- **Task brief**: Go over the records and copy every line with the string "updates".

Saved data entries:
--

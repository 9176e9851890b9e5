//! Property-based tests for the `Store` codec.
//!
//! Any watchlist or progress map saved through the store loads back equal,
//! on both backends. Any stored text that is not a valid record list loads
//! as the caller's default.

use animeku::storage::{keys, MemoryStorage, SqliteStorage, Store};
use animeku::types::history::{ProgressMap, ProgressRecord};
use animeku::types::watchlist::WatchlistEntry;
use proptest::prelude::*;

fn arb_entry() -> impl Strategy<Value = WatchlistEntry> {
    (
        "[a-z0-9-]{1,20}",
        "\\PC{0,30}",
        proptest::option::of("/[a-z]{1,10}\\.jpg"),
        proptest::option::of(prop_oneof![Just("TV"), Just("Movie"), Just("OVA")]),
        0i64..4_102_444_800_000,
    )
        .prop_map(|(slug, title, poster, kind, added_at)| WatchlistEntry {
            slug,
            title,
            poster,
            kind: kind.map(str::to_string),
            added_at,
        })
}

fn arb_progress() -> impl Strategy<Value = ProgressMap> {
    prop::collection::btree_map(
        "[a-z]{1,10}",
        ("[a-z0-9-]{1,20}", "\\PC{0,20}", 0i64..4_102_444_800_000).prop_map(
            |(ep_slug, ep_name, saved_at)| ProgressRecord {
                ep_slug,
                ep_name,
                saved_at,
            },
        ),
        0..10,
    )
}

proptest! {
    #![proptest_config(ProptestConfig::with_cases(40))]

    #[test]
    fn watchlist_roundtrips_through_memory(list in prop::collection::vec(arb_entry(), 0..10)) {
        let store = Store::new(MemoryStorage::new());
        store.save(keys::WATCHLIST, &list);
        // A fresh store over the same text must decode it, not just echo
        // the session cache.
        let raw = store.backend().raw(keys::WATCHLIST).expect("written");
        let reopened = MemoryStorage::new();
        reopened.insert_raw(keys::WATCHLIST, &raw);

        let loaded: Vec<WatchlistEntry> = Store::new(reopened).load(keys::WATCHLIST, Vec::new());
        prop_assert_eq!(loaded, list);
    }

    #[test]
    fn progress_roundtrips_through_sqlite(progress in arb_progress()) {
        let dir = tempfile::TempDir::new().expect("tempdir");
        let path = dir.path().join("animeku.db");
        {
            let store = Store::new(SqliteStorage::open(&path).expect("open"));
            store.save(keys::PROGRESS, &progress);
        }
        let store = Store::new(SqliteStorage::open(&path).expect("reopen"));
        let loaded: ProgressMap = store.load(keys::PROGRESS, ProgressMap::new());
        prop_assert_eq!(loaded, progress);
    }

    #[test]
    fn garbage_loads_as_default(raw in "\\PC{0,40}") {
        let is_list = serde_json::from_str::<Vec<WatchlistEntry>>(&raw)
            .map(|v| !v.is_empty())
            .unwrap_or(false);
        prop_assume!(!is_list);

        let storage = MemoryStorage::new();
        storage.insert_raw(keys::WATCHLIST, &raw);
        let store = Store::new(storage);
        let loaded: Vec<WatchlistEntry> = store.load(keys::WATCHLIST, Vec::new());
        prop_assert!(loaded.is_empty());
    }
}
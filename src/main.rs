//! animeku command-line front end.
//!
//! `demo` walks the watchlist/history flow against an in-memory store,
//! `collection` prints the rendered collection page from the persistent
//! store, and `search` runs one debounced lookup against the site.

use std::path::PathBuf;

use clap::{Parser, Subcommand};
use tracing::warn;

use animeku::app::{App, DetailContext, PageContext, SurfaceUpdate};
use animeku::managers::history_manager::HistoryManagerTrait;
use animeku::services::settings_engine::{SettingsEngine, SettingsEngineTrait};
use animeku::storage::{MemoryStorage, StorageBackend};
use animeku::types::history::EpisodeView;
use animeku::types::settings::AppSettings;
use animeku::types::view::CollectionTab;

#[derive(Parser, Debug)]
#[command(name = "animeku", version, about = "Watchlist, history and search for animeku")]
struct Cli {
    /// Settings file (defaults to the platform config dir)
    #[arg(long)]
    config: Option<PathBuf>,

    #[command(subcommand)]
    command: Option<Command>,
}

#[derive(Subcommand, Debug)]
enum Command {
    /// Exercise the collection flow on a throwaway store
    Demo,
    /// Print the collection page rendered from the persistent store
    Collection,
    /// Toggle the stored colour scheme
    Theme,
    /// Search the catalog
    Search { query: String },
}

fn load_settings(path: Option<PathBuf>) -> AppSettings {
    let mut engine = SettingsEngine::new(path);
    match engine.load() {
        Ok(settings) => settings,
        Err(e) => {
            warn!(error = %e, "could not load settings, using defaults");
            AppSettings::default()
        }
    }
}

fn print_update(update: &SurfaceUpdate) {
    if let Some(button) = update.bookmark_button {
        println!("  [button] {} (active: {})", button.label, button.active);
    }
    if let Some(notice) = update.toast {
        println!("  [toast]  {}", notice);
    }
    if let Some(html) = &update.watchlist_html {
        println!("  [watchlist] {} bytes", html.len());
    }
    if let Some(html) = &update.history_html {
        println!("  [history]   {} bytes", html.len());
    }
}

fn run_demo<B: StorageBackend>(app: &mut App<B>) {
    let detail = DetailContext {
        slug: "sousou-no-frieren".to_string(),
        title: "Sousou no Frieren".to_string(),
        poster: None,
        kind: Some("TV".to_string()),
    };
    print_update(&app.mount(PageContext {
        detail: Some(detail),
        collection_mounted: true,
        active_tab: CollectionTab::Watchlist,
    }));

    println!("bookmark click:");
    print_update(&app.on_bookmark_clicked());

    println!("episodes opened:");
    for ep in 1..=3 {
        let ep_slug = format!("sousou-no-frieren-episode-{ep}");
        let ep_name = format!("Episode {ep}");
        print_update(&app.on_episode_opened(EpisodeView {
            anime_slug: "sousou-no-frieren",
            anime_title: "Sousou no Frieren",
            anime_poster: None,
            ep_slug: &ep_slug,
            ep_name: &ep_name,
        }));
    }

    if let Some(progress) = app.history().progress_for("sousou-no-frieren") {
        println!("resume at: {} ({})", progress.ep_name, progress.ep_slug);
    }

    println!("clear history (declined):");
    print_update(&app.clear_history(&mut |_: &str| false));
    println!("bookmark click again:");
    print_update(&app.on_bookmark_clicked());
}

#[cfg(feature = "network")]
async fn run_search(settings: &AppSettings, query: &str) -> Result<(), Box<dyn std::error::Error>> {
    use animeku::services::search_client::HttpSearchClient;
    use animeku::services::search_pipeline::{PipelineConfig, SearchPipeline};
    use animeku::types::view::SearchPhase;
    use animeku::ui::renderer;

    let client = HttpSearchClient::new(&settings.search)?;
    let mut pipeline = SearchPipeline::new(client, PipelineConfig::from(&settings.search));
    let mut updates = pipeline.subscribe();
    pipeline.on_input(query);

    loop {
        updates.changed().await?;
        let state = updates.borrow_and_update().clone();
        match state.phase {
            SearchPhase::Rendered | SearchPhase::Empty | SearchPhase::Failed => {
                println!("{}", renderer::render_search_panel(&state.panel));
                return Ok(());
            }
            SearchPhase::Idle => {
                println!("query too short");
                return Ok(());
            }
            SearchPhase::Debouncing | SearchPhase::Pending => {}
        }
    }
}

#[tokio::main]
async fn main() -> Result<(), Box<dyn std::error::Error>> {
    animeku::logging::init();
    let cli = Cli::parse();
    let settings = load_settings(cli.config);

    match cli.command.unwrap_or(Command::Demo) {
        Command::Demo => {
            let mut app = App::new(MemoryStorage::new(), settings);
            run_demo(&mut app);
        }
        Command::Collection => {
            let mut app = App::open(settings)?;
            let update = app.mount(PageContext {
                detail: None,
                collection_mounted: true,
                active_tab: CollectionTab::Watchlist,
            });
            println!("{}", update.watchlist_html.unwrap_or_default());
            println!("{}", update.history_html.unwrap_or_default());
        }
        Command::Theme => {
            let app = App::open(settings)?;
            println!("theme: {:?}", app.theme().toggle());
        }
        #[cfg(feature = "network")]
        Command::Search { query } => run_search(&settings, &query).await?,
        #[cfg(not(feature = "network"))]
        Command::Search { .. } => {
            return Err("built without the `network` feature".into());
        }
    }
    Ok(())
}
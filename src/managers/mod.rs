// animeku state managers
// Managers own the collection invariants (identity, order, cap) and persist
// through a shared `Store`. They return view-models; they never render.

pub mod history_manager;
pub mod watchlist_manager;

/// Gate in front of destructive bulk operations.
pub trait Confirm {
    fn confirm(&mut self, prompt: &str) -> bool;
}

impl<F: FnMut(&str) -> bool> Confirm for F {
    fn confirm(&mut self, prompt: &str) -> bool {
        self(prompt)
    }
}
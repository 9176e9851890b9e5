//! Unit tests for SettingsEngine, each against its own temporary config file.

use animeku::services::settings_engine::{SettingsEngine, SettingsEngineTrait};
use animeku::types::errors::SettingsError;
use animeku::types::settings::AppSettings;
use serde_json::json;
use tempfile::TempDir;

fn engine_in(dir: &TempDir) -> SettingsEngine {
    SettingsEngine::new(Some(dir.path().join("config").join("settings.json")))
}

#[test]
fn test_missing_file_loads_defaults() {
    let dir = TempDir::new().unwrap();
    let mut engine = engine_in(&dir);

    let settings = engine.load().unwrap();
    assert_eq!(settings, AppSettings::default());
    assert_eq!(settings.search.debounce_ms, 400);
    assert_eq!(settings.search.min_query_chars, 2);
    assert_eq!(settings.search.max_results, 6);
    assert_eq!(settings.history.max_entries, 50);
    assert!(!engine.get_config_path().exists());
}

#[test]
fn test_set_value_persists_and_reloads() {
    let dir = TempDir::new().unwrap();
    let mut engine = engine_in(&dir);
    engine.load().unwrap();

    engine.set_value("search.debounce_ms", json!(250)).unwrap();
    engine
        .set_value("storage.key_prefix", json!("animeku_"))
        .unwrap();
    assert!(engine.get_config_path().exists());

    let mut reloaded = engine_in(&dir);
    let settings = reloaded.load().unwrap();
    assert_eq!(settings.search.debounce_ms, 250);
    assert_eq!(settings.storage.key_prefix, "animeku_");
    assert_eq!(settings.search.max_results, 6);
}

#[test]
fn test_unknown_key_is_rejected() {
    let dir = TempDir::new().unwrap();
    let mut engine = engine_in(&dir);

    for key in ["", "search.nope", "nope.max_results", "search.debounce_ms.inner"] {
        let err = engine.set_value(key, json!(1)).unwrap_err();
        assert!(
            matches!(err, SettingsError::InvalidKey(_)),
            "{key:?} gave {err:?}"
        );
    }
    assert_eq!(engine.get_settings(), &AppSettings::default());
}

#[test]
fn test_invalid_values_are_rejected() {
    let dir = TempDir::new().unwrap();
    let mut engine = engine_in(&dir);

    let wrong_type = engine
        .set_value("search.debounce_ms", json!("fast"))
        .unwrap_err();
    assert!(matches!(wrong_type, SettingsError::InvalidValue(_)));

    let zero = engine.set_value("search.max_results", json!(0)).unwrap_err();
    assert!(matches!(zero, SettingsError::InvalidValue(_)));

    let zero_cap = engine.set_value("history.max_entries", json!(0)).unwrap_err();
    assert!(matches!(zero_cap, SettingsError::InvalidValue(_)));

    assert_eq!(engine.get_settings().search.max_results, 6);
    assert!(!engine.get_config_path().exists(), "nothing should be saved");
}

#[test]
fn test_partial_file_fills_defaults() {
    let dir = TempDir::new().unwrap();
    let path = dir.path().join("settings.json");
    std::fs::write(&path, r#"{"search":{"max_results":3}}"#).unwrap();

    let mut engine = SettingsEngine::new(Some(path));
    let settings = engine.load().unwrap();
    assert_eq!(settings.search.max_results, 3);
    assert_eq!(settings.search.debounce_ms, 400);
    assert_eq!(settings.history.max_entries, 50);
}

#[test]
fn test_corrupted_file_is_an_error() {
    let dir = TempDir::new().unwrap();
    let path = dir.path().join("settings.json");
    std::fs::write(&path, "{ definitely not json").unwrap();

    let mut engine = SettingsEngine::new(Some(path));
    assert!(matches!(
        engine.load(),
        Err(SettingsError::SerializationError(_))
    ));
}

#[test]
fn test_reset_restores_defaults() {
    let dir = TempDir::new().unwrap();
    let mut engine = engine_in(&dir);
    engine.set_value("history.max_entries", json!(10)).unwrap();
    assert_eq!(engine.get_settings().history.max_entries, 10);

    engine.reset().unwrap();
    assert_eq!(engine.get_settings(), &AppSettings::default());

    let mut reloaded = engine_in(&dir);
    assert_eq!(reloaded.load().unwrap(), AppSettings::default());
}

--

- **Task result**:
    let mut updates = pipeline.subscribe();
        updates.changed().await?;
        let state = updates.borrow_and_update().clone();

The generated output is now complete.